On croit entrer dans une carte postale qui chante, et on en ressort le cœur un peu fêlé. Parce que La La Land n'est pas un film sur l'amour : c'est un film sur ce que coûte un rêve, et sur l'impossibilité d'avoir l'accomplissement et l'amour en même temps. Damien Chazelle refuse la promesse facile des comédies musicales d'antan ; ici, pour gagner sur un tableau, il faut perdre sur un autre, et il l'assume jusqu'à une fin d'une honnêteté presque cruelle. Il y glisse même une vérité vertigineuse : pour ces deux-là, la relation la plus intime n'est pas celle qu'ils vivent ensemble, mais celle qu'ils entretiennent avec leur art. Visuellement, c'est un éblouissement de bleus nuit, de jaunes et de rouges, de robes primaires : un hommage assumé à l'âge d'or hollywoodien, où la lumière danse autant que les corps.

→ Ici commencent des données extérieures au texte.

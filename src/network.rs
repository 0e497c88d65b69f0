use crate::{Error, Layer, LayerBackwardContext, LayerForwardContext, Result, Tensor};
use tracing::trace;

/// Ordered stack of layers.
///
/// Forward returns one context per layer; backward consumes them in reverse.
/// The network itself keeps no per-pass state, so independent forward/backward
/// cycles can run on the same network as long as each keeps its own contexts.
#[derive(Debug, Clone, Default)]
pub struct Network {
    pub layers: Vec<Layer>,
}

impl Network {
    pub fn new() -> Self {
        Network { layers: Vec::new() }
    }

    pub fn add_layer(&mut self, layer: Layer) {
        self.layers.push(layer);
    }

    pub fn len(&self) -> usize {
        self.layers.len()
    }

    pub fn is_empty(&self) -> bool {
        self.layers.is_empty()
    }

    pub fn layer(&self, index: usize) -> Option<&Layer> {
        self.layers.get(index)
    }

    pub fn layer_mut(&mut self, index: usize) -> Option<&mut Layer> {
        self.layers.get_mut(index)
    }

    /// Performs forward pass through the network
    ///
    /// # Arguments
    /// * `input` - Input tensor
    ///
    /// # Returns
    /// Tuple of (output tensor, forward contexts needed for backward pass)
    pub fn forward(&self, input: Tensor) -> Result<(Tensor, Vec<LayerForwardContext>)> {
        let mut current = input;
        let mut contexts = Vec::with_capacity(self.layers.len());

        for (idx, layer) in self.layers.iter().enumerate() {
            let (output, context) = layer.forward(current)?;
            trace!(layer = idx, kind = layer.name(), shape = ?output.shape, "forward");
            current = output;
            contexts.push(context);
        }

        Ok((current, contexts))
    }

    /// Performs backward pass through the network
    ///
    /// # Arguments
    /// * `grad_output` - Gradient tensor from loss function
    /// * `forward_contexts` - Contexts saved during the matching forward pass
    ///
    /// # Returns
    /// Tuple of (input gradients, backward contexts ordered from the last layer to the first)
    pub fn backward(
        &self,
        grad_output: Tensor,
        forward_contexts: &[LayerForwardContext],
    ) -> Result<(Tensor, Vec<LayerBackwardContext>)> {
        if forward_contexts.len() != self.layers.len() {
            return Err(Error::State(format!(
                "backward needs {} forward contexts, got {}; run forward first",
                self.layers.len(),
                forward_contexts.len()
            )));
        }

        let mut current = grad_output;
        let mut contexts = Vec::with_capacity(self.layers.len());

        // Process through layers in reverse order
        for (idx, (layer, forward_context)) in self
            .layers
            .iter()
            .zip(forward_contexts.iter())
            .enumerate()
            .rev()
        {
            let (output, context) = layer.backward(current, forward_context)?;
            trace!(layer = idx, kind = layer.name(), shape = ?output.shape, "backward");
            current = output;
            contexts.push(context);
        }

        Ok((current, contexts))
    }

    /// Overwrites every layer's stored gradients with the results of a backward pass
    ///
    /// # Arguments
    /// * `backward_contexts` - Contexts as returned by `backward`, last layer first
    pub fn store_grads(&mut self, backward_contexts: &[LayerBackwardContext]) -> Result<()> {
        if backward_contexts.len() != self.layers.len() {
            return Err(Error::State(format!(
                "expected {} backward contexts, got {}",
                self.layers.len(),
                backward_contexts.len()
            )));
        }

        for (layer, context) in self.layers.iter_mut().zip(backward_contexts.iter().rev()) {
            layer.store_grads(context)?;
        }
        Ok(())
    }
}

#[cfg(test)]
mod tests {
    use super::*;
    use crate::layers::{Conv, MaxPool, ReLU};
    use crate::test_utils::seeded_rng;
    use crate::MseLoss;

    fn small_network() -> Network {
        let mut rng = seeded_rng(1);
        let mut network = Network::new();
        network.add_layer(Layer::Conv(
            Conv::new_with_rng(3, 1, 2, 1, 1, &mut rng).unwrap(),
        ));
        network.add_layer(Layer::ReLU(ReLU::new()));
        network.add_layer(Layer::MaxPool(MaxPool::new()));
        network
    }

    #[test]
    fn test_forward_shapes() {
        let network = small_network();
        let (output, contexts) = network.forward(Tensor::zeros(&[1, 6, 6])).unwrap();

        assert_eq!(output.shape, vec![2, 3, 3]);
        assert_eq!(contexts.len(), 3);
    }

    #[test]
    fn test_backward_before_forward_is_state_error() {
        let network = small_network();
        let result = network.backward(Tensor::zeros(&[2, 3, 3]), &[]);
        assert!(matches!(result, Err(Error::State(_))));
    }

    #[test]
    fn test_backward_returns_input_shape_and_stores_grads() {
        let mut rng = seeded_rng(2);
        let mut network = small_network();
        let input = Tensor::randn(&[1, 6, 6], &mut rng);
        let target = Tensor::randn(&[2, 3, 3], &mut rng);

        let (output, forward_contexts) = network.forward(input).unwrap();
        let loss = MseLoss::for_shape(&output.shape).unwrap();
        let (_, loss_context) = loss.forward(&output, &target).unwrap();

        let (grad_input, backward_contexts) = network
            .backward(loss.backward(&loss_context), &forward_contexts)
            .unwrap();
        assert_eq!(grad_input.shape, vec![1, 6, 6]);
        assert_eq!(backward_contexts.len(), 3);

        network.store_grads(&backward_contexts).unwrap();
        let stored = network.layer(0).unwrap().get_grads()[0].clone();
        let computed = match &backward_contexts[2] {
            LayerBackwardContext::Conv(context) => context.grad_weights.clone(),
            _ => panic!(),
        };
        assert_eq!(stored, computed);
    }

    #[test]
    fn test_store_grads_rejects_wrong_count() {
        let mut network = small_network();
        assert!(matches!(network.store_grads(&[]), Err(Error::State(_))));
    }
}
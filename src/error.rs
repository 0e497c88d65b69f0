use crate::GradientMismatch;

/// Errors raised by layers, the loss and the gradient checker
#[derive(thiserror::Error, Debug)]
pub enum Error {
    /// Parameters or tensors whose shapes do not fit together
    #[error("shape error: {0}")]
    Shape(String),

    /// Backward pass invoked without the context of a matching forward pass
    #[error("state error: {0}")]
    State(String),

    /// Analytic and numerical gradients disagree beyond the tolerance
    #[error("gradient check failed for {} element(s)", .mismatches.len())]
    Tolerance { mismatches: Vec<GradientMismatch> },

    #[error("invalid configuration: {0}")]
    InvalidConfig(String),
}

pub type Result<T> = std::result::Result<T, Error>;
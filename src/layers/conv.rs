use crate::{Error, LayerBackwardContext, LayerForwardContext, Result, Tensor};
use rand::distributions::Distribution;
use rand::{thread_rng, Rng};
use rand_distr::Normal;

/// Computes the output size of one spatial axis of a convolution,
/// `(input + 2 * padding - kernel) / stride + 1`.
///
/// A kernel larger than the padded input is always an error. When the stride
/// does not divide the remaining extent the result is floored, unless `strict`
/// is set, in which case it is an error.
pub fn conv_output_dim(
    input: usize,
    kernel: usize,
    stride: usize,
    padding: usize,
    strict: bool,
) -> Result<usize> {
    let padded = input + 2 * padding;
    if kernel > padded {
        return Err(Error::Shape(format!(
            "kernel {} does not fit padded input extent {}",
            kernel, padded
        )));
    }
    if stride == 0 {
        return Err(Error::Shape("stride must be positive".to_string()));
    }

    let span = padded - kernel;
    if strict && span % stride != 0 {
        return Err(Error::Shape(format!(
            "({} + 2*{} - {}) is not divisible by stride {}",
            input, padding, kernel, stride
        )));
    }

    Ok(span / stride + 1)
}

/// Implements a 2D convolutional layer (cross-correlation, no bias).
#[derive(Debug, Clone)]
pub struct Conv {
    /// Side length of the square kernel
    pub kernel_size: usize,
    /// Number of input channels
    pub in_channels: usize,
    /// Number of output channels
    pub out_channels: usize,
    /// Stride in both dimensions
    pub stride: usize,
    /// Zero padding on every spatial side
    pub padding: usize,
    /// Reject stride/padding combinations that would floor the output size
    pub strict: bool,
    /// Convolutional filters, shape (out_channels, in_channels, kernel, kernel)
    pub weights: Tensor,
    /// Weight gradient from the most recent stored backward pass
    pub grad_weights: Tensor,
}

#[derive(Debug)]
pub struct ConvForwardContext {
    /// Shape of the unpadded input
    pub input_shape: (usize, usize, usize),
    pub padded_input: Tensor,
}

#[derive(Debug)]
pub struct ConvBackwardContext {
    pub grad_weights: Tensor,
}

impl Conv {
    pub fn new(
        kernel_size: usize,
        in_channels: usize,
        out_channels: usize,
        stride: usize,
        padding: usize,
    ) -> Result<Self> {
        Self::new_with_rng(
            kernel_size,
            in_channels,
            out_channels,
            stride,
            padding,
            &mut thread_rng(),
        )
    }

    /// Creates a new Conv layer with He initialization drawn from `rng`
    pub fn new_with_rng<R: Rng + ?Sized>(
        kernel_size: usize,
        in_channels: usize,
        out_channels: usize,
        stride: usize,
        padding: usize,
        rng: &mut R,
    ) -> Result<Self> {
        if kernel_size == 0 || in_channels == 0 || out_channels == 0 || stride == 0 {
            return Err(Error::InvalidConfig(format!(
                "conv needs positive kernel, channels and stride, got k={} D={} C={} s={}",
                kernel_size, in_channels, out_channels, stride
            )));
        }

        let n = in_channels * kernel_size * kernel_size;
        let weight_scale = (2.0 / n as f64).sqrt();
        let normal =
            Normal::new(0.0, weight_scale).map_err(|e| Error::InvalidConfig(e.to_string()))?;

        let shape = [out_channels, in_channels, kernel_size, kernel_size];
        let weights = (0..shape.iter().product::<usize>())
            .map(|_| normal.sample(rng))
            .collect();
        let weights = Tensor::new_with_shape(weights, &shape);
        let grad_weights = weights.zeros_like();

        Ok(Conv {
            kernel_size,
            in_channels,
            out_channels,
            stride,
            padding,
            strict: false,
            weights,
            grad_weights,
        })
    }

    pub fn with_strict(mut self, strict: bool) -> Self {
        self.strict = strict;
        self
    }

    /// Replaces the filters, which must have shape (out_channels, in_channels, k, k)
    pub fn with_weights(mut self, weights: Tensor) -> Result<Self> {
        if weights.shape != self.weights.shape {
            return Err(Error::Shape(format!(
                "conv weights must have shape {:?}, got {:?}",
                self.weights.shape, weights.shape
            )));
        }
        self.weights = weights;
        Ok(self)
    }

    /// Output spatial size for an input of `height` x `width`
    pub fn output_size(&self, height: usize, width: usize) -> Result<(usize, usize)> {
        let out_height = conv_output_dim(
            height,
            self.kernel_size,
            self.stride,
            self.padding,
            self.strict,
        )?;
        let out_width = conv_output_dim(
            width,
            self.kernel_size,
            self.stride,
            self.padding,
            self.strict,
        )?;
        Ok((out_height, out_width))
    }

    pub fn forward(&self, input: Tensor) -> Result<(Tensor, LayerForwardContext)> {
        let (channels, height, width) = input.shape3()?;
        if channels != self.in_channels {
            return Err(Error::Shape(format!(
                "conv expects {} input channels, got {}",
                self.in_channels, channels
            )));
        }

        let (out_height, out_width) = self.output_size(height, width)?;
        let padded_input = input.pad2d(self.padding)?;
        let (_, padded_height, padded_width) = padded_input.shape3()?;

        let k = self.kernel_size;
        let s = self.stride;
        let mut output = vec![0.0; self.out_channels * out_height * out_width];

        // Slide every filter over the padded input
        for c in 0..self.out_channels {
            for i in 0..out_height {
                for j in 0..out_width {
                    let mut sum = 0.0;
                    for d in 0..self.in_channels {
                        for di in 0..k {
                            let w_offset = ((c * self.in_channels + d) * k + di) * k;
                            let x_offset = (d * padded_height + i * s + di) * padded_width + j * s;
                            for dj in 0..k {
                                sum += self.weights.data[w_offset + dj]
                                    * padded_input.data[x_offset + dj];
                            }
                        }
                    }
                    output[(c * out_height + i) * out_width + j] = sum;
                }
            }
        }

        let output = Tensor::new_with_shape(output, &[self.out_channels, out_height, out_width]);
        Ok((
            output,
            LayerForwardContext::Conv(ConvForwardContext {
                input_shape: (channels, height, width),
                padded_input,
            }),
        ))
    }

    pub fn backward(
        &self,
        grad_output: Tensor,
        context: &ConvForwardContext,
    ) -> Result<(Tensor, LayerBackwardContext)> {
        let (channels, height, width) = context.input_shape;
        let padded_shape = context.padded_input.shape3()?;
        let expected_padded = (
            self.in_channels,
            height + 2 * self.padding,
            width + 2 * self.padding,
        );
        if channels != self.in_channels || padded_shape != expected_padded {
            return Err(Error::State(format!(
                "conv with {} input channels and padding {} received a forward context \
                 for input {:?} padded to {:?}",
                self.in_channels, self.padding, context.input_shape, padded_shape
            )));
        }
        let (_, padded_height, padded_width) = padded_shape;
        let (out_height, out_width) = self.output_size(height, width)?;

        let expected = [self.out_channels, out_height, out_width];
        if grad_output.shape != expected {
            return Err(Error::Shape(format!(
                "conv backward expects gradient of shape {:?}, got {:?}",
                expected, grad_output.shape
            )));
        }

        let k = self.kernel_size;
        let s = self.stride;
        let mut grad_padded = vec![0.0; context.padded_input.numel()];
        let mut grad_weights = vec![0.0; self.weights.numel()];

        // Scatter every output gradient over its receptive field
        for c in 0..self.out_channels {
            for i in 0..out_height {
                for j in 0..out_width {
                    let delta = grad_output.data[(c * out_height + i) * out_width + j];
                    for d in 0..self.in_channels {
                        for di in 0..k {
                            let w_offset = ((c * self.in_channels + d) * k + di) * k;
                            let x_offset = (d * padded_height + i * s + di) * padded_width + j * s;
                            for dj in 0..k {
                                grad_padded[x_offset + dj] +=
                                    self.weights.data[w_offset + dj] * delta;
                                grad_weights[w_offset + dj] +=
                                    context.padded_input.data[x_offset + dj] * delta;
                            }
                        }
                    }
                }
            }
        }

        let grad_padded = Tensor::new_with_shape(
            grad_padded,
            &[self.in_channels, padded_height, padded_width],
        );
        let grad_input = grad_padded.crop2d(self.padding)?;
        let grad_weights = Tensor::new_with_shape(grad_weights, &self.weights.shape);

        Ok((
            grad_input,
            LayerBackwardContext::Conv(ConvBackwardContext { grad_weights }),
        ))
    }

    /// Overwrites the stored weight gradient with the one from `context`
    pub fn store_grads(&mut self, context: &ConvBackwardContext) {
        self.grad_weights.data.copy_from_slice(&context.grad_weights.data);
    }

    pub fn get_parameters(&self) -> Vec<&Tensor> {
        vec![&self.weights]
    }

    pub fn get_parameters_mut(&mut self) -> Vec<&mut Tensor> {
        vec![&mut self.weights]
    }

    pub fn get_grads(&self) -> Vec<&Tensor> {
        vec![&self.grad_weights]
    }
}
use crate::{Error, Result, Tensor};

/// Halved squared error normalized by a fixed constant,
/// `sum(0.5 * (prediction - target)^2) / N`.
///
/// `N` is usually the element count of the network output, but it is a free
/// parameter so losses stay comparable across output sizes.
#[derive(Debug, Clone, Copy)]
pub struct MseLoss {
    normalization: f64,
}

#[derive(Debug)]
pub struct LossContext {
    /// `(prediction - target) / N`, the gradient of the loss w.r.t. the prediction
    pub residual: Tensor,
}

impl MseLoss {
    pub fn new(normalization: f64) -> Result<Self> {
        if !normalization.is_finite() || normalization <= 0.0 {
            return Err(Error::InvalidConfig(format!(
                "loss normalization must be finite and positive, got {}",
                normalization
            )));
        }
        Ok(MseLoss { normalization })
    }

    /// Normalizes by the element count of `shape`
    pub fn for_shape(shape: &[usize]) -> Result<Self> {
        Self::new(shape.iter().product::<usize>() as f64)
    }

    pub fn normalization(&self) -> f64 {
        self.normalization
    }

    pub fn forward(&self, prediction: &Tensor, target: &Tensor) -> Result<(f64, LossContext)> {
        if prediction.shape != target.shape {
            return Err(Error::Shape(format!(
                "prediction shape {:?} does not match target shape {:?}",
                prediction.shape, target.shape
            )));
        }

        let difference = prediction - target;
        let loss = difference.data.iter().map(|d| 0.5 * d * d).sum::<f64>() / self.normalization;

        let mut residual = difference;
        for val in residual.data.iter_mut() {
            *val /= self.normalization;
        }

        Ok((loss, LossContext { residual }))
    }

    /// Seed gradient for the backward chain
    pub fn backward(&self, context: &LossContext) -> Tensor {
        context.residual.clone()
    }
}

#[cfg(test)]
mod tests {
    use super::*;
    use crate::test_utils::assert_close;

    #[test]
    fn test_loss_forward() {
        let prediction = Tensor::new_with_shape(vec![1.0, 2.0, 3.0, 4.0], &[1, 2, 2]);
        let target = Tensor::new_with_shape(vec![1.0, 0.0, 4.0, 1.0], &[1, 2, 2]);

        let loss = MseLoss::for_shape(&prediction.shape).unwrap();
        let (value, context) = loss.forward(&prediction, &target).unwrap();

        // 0.5 * (0 + 4 + 1 + 9) / 4
        assert_close(value, 1.75, 1e-15);
        assert_eq!(loss.backward(&context).data, vec![0.0, 0.5, -0.25, 0.75]);
    }

    #[test]
    fn test_loss_custom_normalization() {
        let prediction = Tensor::new_with_shape(vec![3.0, 1.0], &[2, 1, 1]);
        let target = Tensor::zeros(&[2, 1, 1]);

        let loss = MseLoss::new(10.0).unwrap();
        let (value, context) = loss.forward(&prediction, &target).unwrap();

        // 0.5 * (9 + 1) / 10
        assert_close(value, 0.5, 1e-15);
        assert_eq!(loss.backward(&context).data, vec![0.3, 0.1]);
    }

    #[test]
    fn test_loss_rejects_bad_normalization() {
        assert!(matches!(MseLoss::new(0.0), Err(Error::InvalidConfig(_))));
        assert!(matches!(MseLoss::new(f64::NAN), Err(Error::InvalidConfig(_))));
    }

    #[test]
    fn test_loss_rejects_shape_mismatch() {
        let loss = MseLoss::new(1.0).unwrap();
        let result = loss.forward(&Tensor::zeros(&[1, 2, 2]), &Tensor::zeros(&[1, 4, 1]));
        assert!(matches!(result, Err(Error::Shape(_))));
    }
}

L'ouverture sur l'autoroute, filmée d'un seul souffle, nous saisit dès la première minute. Les costumes eux-mêmes épousent la courbe du couple, éclatants d'abord, puis pâlissant à mesure que l'histoire s'éteint. La musique de Justin Hurwitz, elle, est une madeleine sonore. La chanson « City of Stars », le thème au piano de Mia et Sebastian : tout se loge en tête et n'en bouge plus, porté par ce balancement entre majeur et mineur qui contient à lui seul l'émotion du film. Emma Stone et Ryan Gosling en sont le cœur battant. Elle porte la mélancolie des rêves repoussés ; lui fait parler son amour au piano (un piano qu'il a réellement appris, sans doublure ni triche au montage). Derrière la caméra, on sent un auteur, qui prolonge l'obsession de Whiplash pour le prix de l'art plutôt que de recopier Jacques Demy. On y retrouve son goût du jazz, où l'improvisation devient une image juste de l'amour : imprévisible, jamais rejouée deux fois pareil.
La séquence finale est limpide : la vie qu'ils auraient pu mener se déroule sous nos yeux, sublime, avant que le réel ne reprenne ses droits. On en sort ni euphorique ni triste, suspendu dans un spleen coloré. Avec, au fond, cette idée que les choix qu'on ne reprendra jamais ne sont pas des regrets qui empoisonnent, mais une forme de lucidité.